#### DATA EXTRACT

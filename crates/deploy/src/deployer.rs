use alloy_core::primitives::{Address, address};
use alloy_signer_local::PrivateKeySigner;
use anyhow::{Context, Result};
use url::Url;

use crate::{
    artifacts::{ArtifactBundle, ArtifactSource, Locator, LogProgress},
    broadcaster::{BroadcasterConfig, DiscardBroadcaster, KeyedBroadcaster},
    intent::{DeploymentStrategy, Intent},
    ledger::RpcLedgerClient,
    pipeline::{ApplyReport, Pipeline},
    script::{CommandScriptHost, ScriptCommand, ScriptHost},
    standard::StandardConfig,
    state::State,
    store::{NoopStateStore, StateStore},
};

/// Sender of the simulated transactions when nothing is broadcast.
pub const GENESIS_SENDER: Address = address!("f39Fd6e51aad88F6F4ce6aB8827279cffFb92266");

/// Everything a run needs besides the intent and the state.
#[derive(Debug, Clone)]
pub struct ApplyOptions {
    pub l1_rpc_url: Option<Url>,
    /// Hex encoded deployer key.
    pub private_key: Option<String>,
    pub script_command: ScriptCommand,
    pub broadcaster: BroadcasterConfig,
}

impl ApplyOptions {
    pub fn new(script_command: ScriptCommand) -> Self {
        Self {
            l1_rpc_url: None,
            private_key: None,
            script_command,
            broadcaster: BroadcasterConfig::default(),
        }
    }

    /// The L1 endpoint and signing key, both required to broadcast.
    fn live_target(&self) -> Result<(Url, PrivateKeySigner)> {
        let url = self
            .l1_rpc_url
            .clone()
            .context("an L1 RPC URL is required to broadcast")?;
        let key = self
            .private_key
            .as_deref()
            .context("a private key is required to broadcast")?;
        Ok((url, parse_private_key(key)?))
    }
}

/// Parse a hex private key, with or without `0x`.
pub fn parse_private_key(key: &str) -> Result<PrivateKeySigner> {
    key.trim()
        .parse::<PrivateKeySigner>()
        .map_err(|_| anyhow::anyhow!("private key is not a valid secp256k1 key"))
}

/// Pipeline of a one-off deployment: no state is kept between procedures.
pub type SessionPipeline<'a> =
    Pipeline<'a, CommandScriptHost, KeyedBroadcaster<RpcLedgerClient>, NoopStateStore>;

/// A connection to L1 with artifacts in place, used by one-off deployments.
pub struct LiveSession<'a> {
    pub pipeline: SessionPipeline<'a>,
    artifacts: ArtifactBundle,
}

impl<'a> LiveSession<'a> {
    /// Fetch the artifacts, connect to L1 and align the simulated nonce of the deployer.
    pub async fn connect<S: ArtifactSource>(
        options: &ApplyOptions,
        standard: &'a StandardConfig,
        source: &S,
        locator: &Locator,
    ) -> Result<Self> {
        let (url, signer) = options.live_target()?;
        let artifacts = source
            .fetch(locator, &LogProgress::default())
            .await
            .with_context(|| format!("Failed to fetch artifacts from {}", locator))?;

        match Self::open(options, standard, url, signer, &artifacts).await {
            Ok(pipeline) => Ok(Self {
                pipeline,
                artifacts,
            }),
            Err(err) => {
                release(artifacts);
                Err(err)
            }
        }
    }

    async fn open(
        options: &ApplyOptions,
        standard: &'a StandardConfig,
        url: Url,
        signer: PrivateKeySigner,
        artifacts: &ArtifactBundle,
    ) -> Result<SessionPipeline<'a>> {
        let ledger = RpcLedgerClient::new(url)?;
        let broadcaster =
            KeyedBroadcaster::new(ledger, signer, options.broadcaster.clone()).await?;

        // one-off procedures only run on the L1 host
        let host = || {
            CommandScriptHost::new(
                options.script_command.clone(),
                artifacts.path(),
                broadcaster.chain_id(),
                broadcaster.from(),
            )
        };
        let (mut l1_host, l2_host) = (host(), host());
        l1_host
            .set_nonce(broadcaster.from(), broadcaster.next_nonce())
            .await?;
        Ok(Pipeline::new(
            standard,
            l1_host,
            l2_host,
            broadcaster,
            NoopStateStore,
        ))
    }

    pub fn l1_chain_id(&self) -> u64 {
        self.pipeline.broadcaster.chain_id()
    }

    /// Remove the fetched artifacts.
    pub fn close(self) {
        release(self.artifacts);
    }
}

fn release(bundle: ArtifactBundle) {
    let path = bundle.path().to_path_buf();
    if let Err(err) = bundle.cleanup() {
        tracing::warn!(path = %path.display(), error = %err, "Failed to clean up artifacts");
    }
}

/// Reconcile `state` with `intent`: fetch the artifacts, set up the hosts and the broadcaster
/// for the intent's strategy and run the pipeline.
pub async fn apply_pipeline<S, W>(
    options: &ApplyOptions,
    standard: &StandardConfig,
    source: &S,
    intent: &Intent,
    state: &mut State,
    store: W,
) -> Result<ApplyReport>
where
    S: ArtifactSource,
    W: StateStore,
{
    intent.check(standard).context("invalid intent")?;
    state
        .check_against(intent)
        .context("state does not match the intent")?;
    let live_target = match intent.deployment_strategy {
        DeploymentStrategy::Live => Some(options.live_target()?),
        DeploymentStrategy::Genesis => None,
    };

    tracing::info!(locator = %intent.l1_contracts_locator, "Fetching L1 artifacts");
    let l1_artifacts = source
        .fetch(&intent.l1_contracts_locator, &LogProgress::default())
        .await
        .context("Failed to fetch L1 artifacts")?;
    tracing::info!(locator = %intent.l2_contracts_locator, "Fetching L2 artifacts");
    let l2_artifacts = match source
        .fetch(&intent.l2_contracts_locator, &LogProgress::default())
        .await
    {
        Ok(bundle) => bundle,
        Err(err) => {
            release(l1_artifacts);
            return Err(err.context("Failed to fetch L2 artifacts"));
        }
    };

    let result = run(
        options,
        standard,
        intent,
        state,
        store,
        live_target,
        &l1_artifacts,
        &l2_artifacts,
    )
    .await;

    release(l1_artifacts);
    release(l2_artifacts);
    result
}

#[allow(clippy::too_many_arguments)]
async fn run<W: StateStore>(
    options: &ApplyOptions,
    standard: &StandardConfig,
    intent: &Intent,
    state: &mut State,
    store: W,
    live_target: Option<(Url, PrivateKeySigner)>,
    l1_artifacts: &ArtifactBundle,
    l2_artifacts: &ArtifactBundle,
) -> Result<ApplyReport> {
    let hosts = |sender: Address| {
        (
            CommandScriptHost::new(
                options.script_command.clone(),
                l1_artifacts.path(),
                intent.l1_chain_id,
                sender,
            ),
            CommandScriptHost::new(
                options.script_command.clone(),
                l2_artifacts.path(),
                intent.l1_chain_id,
                sender,
            ),
        )
    };

    match live_target {
        Some((url, signer)) => {
            let ledger = RpcLedgerClient::new(url)?;
            let broadcaster =
                KeyedBroadcaster::new(ledger, signer, options.broadcaster.clone()).await?;
            if broadcaster.chain_id() != intent.l1_chain_id {
                anyhow::bail!(
                    "connected to L1 chain {} but the intent targets {}",
                    broadcaster.chain_id(),
                    intent.l1_chain_id
                );
            }

            let (mut l1_host, l2_host) = hosts(broadcaster.from());
            l1_host
                .set_nonce(broadcaster.from(), broadcaster.next_nonce())
                .await?;

            Pipeline::new(standard, l1_host, l2_host, broadcaster, store)
                .apply(intent, state)
                .await
        }
        None => {
            tracing::info!("Genesis strategy: transactions are simulated, not broadcast");
            let (l1_host, l2_host) = hosts(GENESIS_SENDER);
            Pipeline::new(standard, l1_host, l2_host, DiscardBroadcaster::new(), store)
                .apply(intent, state)
                .await
        }
    }
}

########

Copy each record above so that no word or mark differs.

filename crates/deploy/src/deployer.rs
use alloy_core::primitives::{Address, address};
use alloy_signer_local::PrivateKeySigner;
use anyhow::{Context, Result};
use url::Url;

use crate::{
    artifacts::{ArtifactBundle, ArtifactSource, Locator, LogProgress},
    broadcaster::{BroadcasterConfig, DiscardBroadcaster, KeyedBroadcaster},
    intent::{DeploymentStrategy, Intent},
    ledger::RpcLedgerClient,
    pipeline::{ApplyReport, Pipeline},
    script::{CommandScriptHost, ScriptCommand, ScriptHost},
    standard::StandardConfig,
    state::State,
    store::{NoopStateStore, StateStore},
};

/// Sender of the simulated transactions when nothing is broadcast.
pub const GENESIS_SENDER: Address = address!("f39Fd6e51aad88F6F4ce6aB8827279cffFb92266");

/// Everything a run needs besides the intent and the state.
#[derive(Debug, Clone)]
pub struct ApplyOptions {
    pub l1_rpc_url: Option<Url>,
    /// Hex encoded deployer key.
    pub private_key: Option<String>,
    pub script_command: ScriptCommand,
    pub broadcaster: BroadcasterConfig,
}

impl ApplyOptions {
    pub fn new(script_command: ScriptCommand) -> Self {
        Self {
            l1_rpc_url: None,
            private_key: None,
            script_command,
            broadcaster: BroadcasterConfig::default(),
        }
    }

    /// The L1 endpoint and signing key, both required to broadcast.
    fn live_target(&self) -> Result<(Url, PrivateKeySigner)> {
        let url = self
            .l1_rpc_url
            .clone()
            .context("an L1 RPC URL is required to broadcast")?;
        let key = self
            .private_key
            .as_deref()
            .context("a private key is required to broadcast")?;
        Ok((url, parse_private_key(key)?))
    }
}

/// Parse a hex private key, with or without `0x`.
pub fn parse_private_key(key: &str) -> Result<PrivateKeySigner> {
    key.trim()
        .parse::<PrivateKeySigner>()
        .map_err(|_| anyhow::anyhow!("private key is not a valid secp256k1 key"))
}

/// Pipeline of a one-off deployment: no state is kept between procedures.
pub type SessionPipeline<'a> =
    Pipeline<'a, CommandScriptHost, KeyedBroadcaster<RpcLedgerClient>, NoopStateStore>;

/// A connection to L1 with artifacts in place, used by one-off deployments.
pub struct LiveSession<'a> {
    pub pipeline: SessionPipeline<'a>,
    artifacts: ArtifactBundle,
}

impl<'a> LiveSession<'a> {
    /// Fetch the artifacts, connect to L1 and align the simulated nonce of the deployer.
    pub async fn connect<S: ArtifactSource>(
        options: &ApplyOptions,
        standard: &'a StandardConfig,
        source: &S,
        locator: &Locator,
    ) -> Result<Self> {
        let (url, signer) = options.live_target()?;
        let artifacts = source
            .fetch(locator, &LogProgress::default())
            .await
            .with_context(|| format!("Failed to fetch artifacts from {}", locator))?;

        match Self::open(options, standard, url, signer, &artifacts).await {
            Ok(pipeline) => Ok(Self {
                pipeline,
                artifacts,
            }),
            Err(err) => {
                release(artifacts);
                Err(err)
            }
        }
    }

    async fn open(
        options: &ApplyOptions,
        standard: &'a StandardConfig,
        url: Url,
        signer: PrivateKeySigner,
        artifacts: &ArtifactBundle,
    ) -> Result<SessionPipeline<'a>> {
        let ledger = RpcLedgerClient::new(url)?;
        let broadcaster =
            KeyedBroadcaster::new(ledger, signer, options.broadcaster.clone()).await?;

        // one-off procedures only run on the L1 host
        let host = || {
            CommandScriptHost::new(
                options.script_command.clone(),
                artifacts.path(),
                broadcaster.chain_id(),
                broadcaster.from(),
            )
        };
        let (mut l1_host, l2_host) = (host(), host());
        l1_host
            .set_nonce(broadcaster.from(), broadcaster.next_nonce())
            .await?;
        Ok(Pipeline::new(
            standard,
            l1_host,
            l2_host,
            broadcaster,
            NoopStateStore,
        ))
    }

    pub fn l1_chain_id(&self) -> u64 {
        self.pipeline.broadcaster.chain_id()
    }

    /// Remove the fetched artifacts.
    pub fn close(self) {
        release(self.artifacts);
    }
}

fn release(bundle: ArtifactBundle) {
    let path = bundle.path().to_path_buf();
    if let Err(err) = bundle.cleanup() {
        tracing::warn!(path = %path.display(), error = %err, "Failed to clean up artifacts");
    }
}

/// Reconcile `state` with `intent`: fetch the artifacts, set up the hosts and the broadcaster
/// for the intent's strategy and run the pipeline.
pub async fn apply_pipeline<S, W>(
    options: &ApplyOptions,
    standard: &StandardConfig,
    source: &S,
    intent: &Intent,
    state: &mut State,
    store: W,
) -> Result<ApplyReport>
where
    S: ArtifactSource,
    W: StateStore,
{
    intent.check(standard).context("invalid intent")?;
    state
        .check_against(intent)
        .context("state does not match the intent")?;
    let live_target = match intent.deployment_strategy {
        DeploymentStrategy::Live => Some(options.live_target()?),
        DeploymentStrategy::Genesis => None,
    };

    tracing::info!(locator = %intent.l1_contracts_locator, "Fetching L1 artifacts");
    let l1_artifacts = source
        .fetch(&intent.l1_contracts_locator, &LogProgress::default())
        .await
        .context("Failed to fetch L1 artifacts")?;
    tracing::info!(locator = %intent.l2_contracts_locator, "Fetching L2 artifacts");
    let l2_artifacts = match source
        .fetch(&intent.l2_contracts_locator, &LogProgress::default())
        .await
    {
        Ok(bundle) => bundle,
        Err(err) => {
            release(l1_artifacts);
            return Err(err.context("Failed to fetch L2 artifacts"));
        }
    };

    let result = run(
        options,
        standard,
        intent,
        state,
        store,
        live_target,
        &l1_artifacts,
        &l2_artifacts,
    )
    .await;

    release(l1_artifacts);
    release(l2_artifacts);
    result
}

#[allow(clippy::too_many_arguments)]
async fn run<W: StateStore>(
    options: &ApplyOptions,
    standard: &StandardConfig,
    intent: &Intent,
    state: &mut State,
    store: W,
    live_target: Option<(Url, PrivateKeySigner)>,
    l1_artifacts: &ArtifactBundle,
    l2_artifacts: &ArtifactBundle,
) -> Result<ApplyReport> {
    let hosts = |sender: Address| {
        (
            CommandScriptHost::new(
                options.script_command.clone(),
                l1_artifacts.path(),
                intent.l1_chain_id,
                sender,
            ),
            CommandScriptHost::new(
                options.script_command.clone(),
                l2_artifacts.path(),
                intent.l1_chain_id,
                sender,
            ),
        )
    };

    match live_target {
        Some((url, signer)) => {
            let ledger = RpcLedgerClient::new(url)?;
            let broadcaster =
                KeyedBroadcaster::new(ledger, signer, options.broadcaster.clone()).await?;
            if broadcaster.chain_id() != intent.l1_chain_id {
                anyhow::bail!(
                    "connected to L1 chain {} but the intent targets {}",
                    broadcaster.chain_id(),
                    intent.l1_chain_id
                );
            }

            let (mut l1_host, l2_host) = hosts(broadcaster.from());
            l1_host
                .set_nonce(broadcaster.from(), broadcaster.next_nonce())
                .await?;

            Pipeline::new(standard, l1_host, l2_host, broadcaster, store)
                .apply(intent, state)
                .await
        }
        None => {
            tracing::info!("Genesis strategy: transactions are simulated, not broadcast");
            let (l1_host, l2_host) = hosts(GENESIS_SENDER);
            Pipeline::new(standard, l1_host, l2_host, DiscardBroadcaster::new(), store)
                .apply(intent, state)
                .await
        }
    }
}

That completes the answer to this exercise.